<<<<

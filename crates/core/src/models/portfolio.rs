use serde::{Deserialize, Serialize};
use std::collections::HashSet;

use crate::errors::CoreError;

use super::holding::Holding;
use super::settings::Settings;

/// The persisted state document. Everything in here is serialized to JSON
/// and stored under a single key.
///
/// Layout on disk: settings fields at the top level, holdings under `items`.
#[derive(Debug, Clone, Default, PartialEq, Serialize, Deserialize)]
pub struct Portfolio {
    /// User settings (reference currency, refresh interval, display flags)
    #[serde(flatten)]
    pub settings: Settings,

    /// All holdings, in insertion order
    #[serde(default)]
    pub items: Vec<Holding>,
}

impl Portfolio {
    pub fn find(&self, id: &str) -> Option<&Holding> {
        self.items.iter().find(|h| h.id == id)
    }

    pub fn find_mut(&mut self, id: &str) -> Option<&mut Holding> {
        self.items.iter_mut().find(|h| h.id == id)
    }

    pub fn contains(&self, id: &str) -> bool {
        self.find(id).is_some()
    }

    /// Asset ids in holding order.
    pub fn ids(&self) -> Vec<String> {
        self.items.iter().map(|h| h.id.clone()).collect()
    }

    pub fn is_empty(&self) -> bool {
        self.items.is_empty()
    }

    /// Every holding id must appear once.
    pub fn validate_unique_ids(&self) -> Result<(), CoreError> {
        let mut seen = HashSet::new();
        for holding in &self.items {
            if !seen.insert(holding.id.as_str()) {
                return Err(CoreError::ValidationError(format!(
                    "Duplicate holding id: {}",
                    holding.id
                )));
            }
        }
        Ok(())
    }

    /// Full document check: settings, every position, unique ids.
    pub fn validate(&self) -> Result<(), CoreError> {
        self.settings.validate()?;
        for holding in &self.items {
            Holding::validate_position(holding.amount, holding.avg_cost).map_err(|e| match e {
                CoreError::ValidationError(msg) => {
                    CoreError::ValidationError(format!("{}: {msg}", holding.id))
                }
                other => other,
            })?;
        }
        self.validate_unique_ids()
    }
}
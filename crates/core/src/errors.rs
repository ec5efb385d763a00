use thiserror::Error;

/// Unified error type for the entire holdings-core library.
/// Every fallible public function returns `Result<T, CoreError>`.
///
/// Network, upstream and parse failures are absorbed by the sync and search
/// paths; validation and import failures are meant to be shown to the user.
#[derive(Debug, Error)]
pub enum CoreError {
    // ── API / Network ───────────────────────────────────────────────
    #[error("Network unavailable: {0}")]
    NetworkUnavailable(String),

    #[error("Upstream error ({provider}): HTTP {status}")]
    Upstream { provider: String, status: u16 },

    #[error("Parse error: {0}")]
    Parse(String),

    #[error("Invalid URL: {0}")]
    InvalidUrl(String),

    // ── Business Logic ──────────────────────────────────────────────
    #[error("Validation failed: {0}")]
    ValidationError(String),

    #[error("Invalid import: {0}")]
    ImportFormat(String),

    // ── Storage ─────────────────────────────────────────────────────
    #[error("Serialization error: {0}")]
    Serialization(String),

    #[error("Storage error: {0}")]
    Storage(String),

    // ── Offline cache ───────────────────────────────────────────────
    #[error("Cache install failed for {resource}: {message}")]
    CacheInstall { resource: String, message: String },

    #[error("Cache generation not installed: {0}")]
    CacheNotReady(String),

    #[error("Resource unavailable offline: {0}")]
    OfflineUnavailable(String),
}

// ── Conversion helpers (From impls) ─────────────────────────────────

impl From<std::io::Error> for CoreError {
    fn from(e: std::io::Error) -> Self {
        CoreError::Storage(e.to_string())
    }
}

impl From<serde_json::Error> for CoreError {
    fn from(e: serde_json::Error) -> Self {
        CoreError::Parse(e.to_string())
    }
}

impl From<reqwest::Error> for CoreError {
    fn from(e: reqwest::Error) -> Self {
        if let Some(status) = e.status() {
            return CoreError::Upstream {
                provider: "http".into(),
                status: status.as_u16(),
            };
        }

        // reqwest errors carry the full URL; strip the query string so search
        // terms and id lists stay out of logs.
        let msg = e.to_string();
        let sanitized = if let Some(idx) = msg.find('?') {
            format!("{}?<query redacted>", &msg[..idx])
        } else {
            msg
        };

        if e.is_decode() {
            CoreError::Parse(sanitized)
        } else {
            CoreError::NetworkUnavailable(sanitized)
        }
    }
}

impl CoreError {
    /// True for errors the host should surface directly to the user.
    pub fn is_user_facing(&self) -> bool {
        matches!(
            self,
            CoreError::ValidationError(_) | CoreError::ImportFormat(_)
        )
    }
}
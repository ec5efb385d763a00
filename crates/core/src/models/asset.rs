use serde::{Deserialize, Serialize};

/// A search hit from the price API: enough to create a holding.
#[derive(Debug, Clone, PartialEq, Eq, Serialize, Deserialize)]
pub struct AssetCandidate {
    /// Stable API identifier (e.g., "bitcoin")
    pub id: String,

    /// Ticker symbol, uppercased (e.g., "BTC")
    pub symbol: String,

    /// Human-readable name (e.g., "Bitcoin")
    pub name: String,
}

impl AssetCandidate {
    pub fn new(id: impl Into<String>, symbol: impl Into<String>, name: impl Into<String>) -> Self {
        Self {
            id: id.into(),
            symbol: symbol.into().to_uppercase(),
            name: name.into(),
        }
    }
}

/// Per-asset metadata from the detail endpoint.
///
/// Change fields are optional: the upstream sometimes omits them for thinly
/// traded assets, and a missing value must not overwrite a known one.
#[derive(Debug, Clone, PartialEq, Serialize, Deserialize)]
pub struct AssetDetail {
    /// Icon URL (may be empty)
    pub icon: String,

    /// 7-day sampled price series, oldest first
    pub spark: Vec<f64>,

    pub change_24h: Option<f64>,

    pub change_7d: Option<f64>,

    /// Derived display color (see `models::color`)
    pub color: String,
}
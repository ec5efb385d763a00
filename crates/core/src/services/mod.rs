pub mod analytics_service;
pub mod currency_service;
pub mod portfolio_service;
pub mod price_sync_service;
pub mod scheduler;
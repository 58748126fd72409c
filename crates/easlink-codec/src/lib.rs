//! # easlink-codec — Attestation Transport Codec
//!
//! Everything between "a URL someone scanned" and "a typed
//! [`RawAttestationRecord`](easlink_core::RawAttestationRecord)":
//!
//! - **[`transport`]** — locate the encoded payload inside a URL
//!   (fragment `attestation=`, or `ticket`/`attestation` query parameter)
//!   and reverse the base64url + gzip transport encoding.
//! - **[`array`]** — decode the recovered bytes as a positional JSON
//!   array into the raw record.
//!
//! All of this is pure, synchronous CPU work; no I/O happens here.

pub mod array;
pub mod transport;

pub use array::parse_record;
pub use transport::{decode_payload, encode_payload, extract_payload};
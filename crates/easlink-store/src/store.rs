//! # Per-Wallet Attestation Store
//!
//! One JSON document maps wallet addresses to their ordered attestation
//! lists. Every mutation rewrites the whole document; the in-memory map
//! and subscribers only observe a mutation after the file write succeeds,
//! so disk and memory never diverge past a successful operation.
//!
//! ## Add State Machine
//!
//! - **Exact duplicate** (structural equality with a stored entry): no-op,
//!   reports [`AddOutcome::Duplicate`].
//! - **Same identity, different content**: the stored entry is replaced in
//!   place, keeping its array position.
//! - **New**: appended to the wallet's list.
//!
//! ## Concurrency
//!
//! All read-modify-write cycles run under one `parking_lot::Mutex`, which
//! also covers the file write. Concurrent imports therefore serialize at
//! this boundary and cannot lose updates. Publication uses a
//! `tokio::sync::watch` channel: subscribers see the current mapping
//! immediately and every mutation after it.

use std::collections::HashMap;
use std::fs;
use std::path::{Path, PathBuf};

use alloy_primitives::Address;
use parking_lot::Mutex;
use thiserror::Error;
use tokio::sync::watch;

use easlink_core::Attestation;

use crate::fields::FieldRef;
use crate::identity::attestation_identity;

/// The persisted document shape: wallet address → ordered attestations.
pub type AttestationsByWallet = HashMap<Address, Vec<Attestation>>;

/// Errors from store operations.
#[derive(Debug, Error)]
pub enum StoreError {
    /// Reading or writing the backing file failed. The in-memory state is
    /// unchanged when this is returned from a mutation.
    #[error("attestation store I/O failed: {0}")]
    Io(#[from] std::io::Error),

    /// The backing file exists but does not decode as the expected document.
    #[error("attestation store document is corrupt: {0}")]
    Corrupt(#[from] serde_json::Error),
}

/// Outcome of an add operation.
#[derive(Debug, Clone, Copy, PartialEq, Eq)]
pub enum AddOutcome {
    /// Appended as a new entry.
    Appended,
    /// Replaced an existing entry with the same identity, in place.
    Replaced,
    /// Structurally equal to a stored entry; nothing changed.
    Duplicate,
}

impl AddOutcome {
    /// Whether the operation changed the stored list.
    pub fn was_added(self) -> bool {
        !matches!(self, AddOutcome::Duplicate)
    }
}

/// File-backed attestation store with identity-based deduplication.
pub struct AttestationStore {
    path: PathBuf,
    inner: Mutex<AttestationsByWallet>,
    publisher: watch::Sender<AttestationsByWallet>,
}

impl AttestationStore {
    /// Open the store at `path`, loading the existing document when one is
    /// present.
    pub fn open(path: impl Into<PathBuf>) -> Result<Self, StoreError> {
        let path = path.into();
        let initial: AttestationsByWallet = match fs::read(&path) {
            Ok(bytes) => serde_json::from_slice(&bytes)?,
            Err(e) if e.kind() == std::io::ErrorKind::NotFound => AttestationsByWallet::new(),
            Err(e) => return Err(e.into()),
        };
        let (publisher, _) = watch::channel(initial.clone());
        Ok(Self {
            path,
            inner: Mutex::new(initial),
            publisher,
        })
    }

    /// Subscribe to the published mapping: the current value is observable
    /// immediately, every successful mutation after it.
    pub fn subscribe(&self) -> watch::Receiver<AttestationsByWallet> {
        self.publisher.subscribe()
    }

    /// Snapshot of a wallet's stored attestations.
    pub fn attestations_for(&self, wallet: Address) -> Vec<Attestation> {
        self.inner.lock().get(&wallet).cloned().unwrap_or_default()
    }

    /// Add an attestation to a wallet's list.
    ///
    /// The collection/identifying field references drive identity matching;
    /// empty lists disable it, so non-duplicates are then always appended.
    pub fn add(
        &self,
        wallet: Address,
        attestation: Attestation,
        collection_fields: &[FieldRef],
        identifying_fields: &[FieldRef],
    ) -> Result<AddOutcome, StoreError> {
        let mut guard = self.inner.lock();
        let stored = guard.get(&wallet).map(Vec::as_slice).unwrap_or(&[]);

        if stored.contains(&attestation) {
            tracing::debug!(%wallet, uid = %attestation.record.uid, "exact duplicate, not added");
            return Ok(AddOutcome::Duplicate);
        }

        let identity = attestation_identity(&attestation, collection_fields, identifying_fields);
        let replace_at = identity.as_ref().and_then(|id| {
            stored.iter().position(|existing| {
                attestation_identity(existing, collection_fields, identifying_fields).as_ref()
                    == Some(id)
            })
        });

        let mut list = stored.to_vec();
        let outcome = match replace_at {
            Some(index) => {
                list[index] = attestation;
                AddOutcome::Replaced
            }
            None => {
                list.push(attestation);
                AddOutcome::Appended
            }
        };

        self.commit(&mut guard, wallet, list)?;
        Ok(outcome)
    }

    /// Remove every stored entry structurally equal to `attestation`.
    ///
    /// Returns whether anything was removed.
    pub fn remove(
        &self,
        wallet: Address,
        attestation: &Attestation,
    ) -> Result<bool, StoreError> {
        let mut guard = self.inner.lock();
        let Some(stored) = guard.get(&wallet) else {
            return Ok(false);
        };

        let list: Vec<Attestation> = stored
            .iter()
            .filter(|a| *a != attestation)
            .cloned()
            .collect();
        if list.len() == stored.len() {
            return Ok(false);
        }

        self.commit(&mut guard, wallet, list)?;
        Ok(true)
    }

    /// Persist a modified wallet list, then commit it to memory and
    /// publish. Called with the store lock held; the write happening
    /// before the in-memory update is what keeps disk and memory in step
    /// when the write fails.
    fn commit(
        &self,
        guard: &mut AttestationsByWallet,
        wallet: Address,
        list: Vec<Attestation>,
    ) -> Result<(), StoreError> {
        let mut snapshot = guard.clone();
        if list.is_empty() {
            snapshot.remove(&wallet);
        } else {
            snapshot.insert(wallet, list);
        }

        write_document(&self.path, &snapshot)?;
        *guard = snapshot.clone();
        self.publisher.send_replace(snapshot);
        Ok(())
    }
}

/// Rewrite the whole document: serialize, write to a sibling temp file,
/// rename over the target.
fn write_document(path: &Path, document: &AttestationsByWallet) -> Result<(), StoreError> {
    let bytes = serde_json::to_vec_pretty(document)?;
    let tmp = path.with_extension("json.tmp");
    fs::write(&tmp, &bytes)?;
    fs::rename(&tmp, path)?;
    Ok(())
}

>>>>

Once the line containing "#[serde(flatten)]" has been set down, nothing more is wanted; set down each line of the listing above up to it exactly, starting with the first.

REPLY:
filename crates/core/src/models/portfolio.rs
use serde::{Deserialize, Serialize};
use std::collections::HashSet;

use crate::errors::CoreError;

use super::holding::Holding;
use super::settings::Settings;

/// The persisted state document. Everything in here is serialized to JSON
/// and stored under a single key.
///
/// Layout on disk: settings fields at the top level, holdings under `items`.
#[derive(Debug, Clone, Default, PartialEq, Serialize, Deserialize)]
pub struct Portfolio {
    /// User settings (reference currency, refresh interval, display flags)
    #[serde(flatten)]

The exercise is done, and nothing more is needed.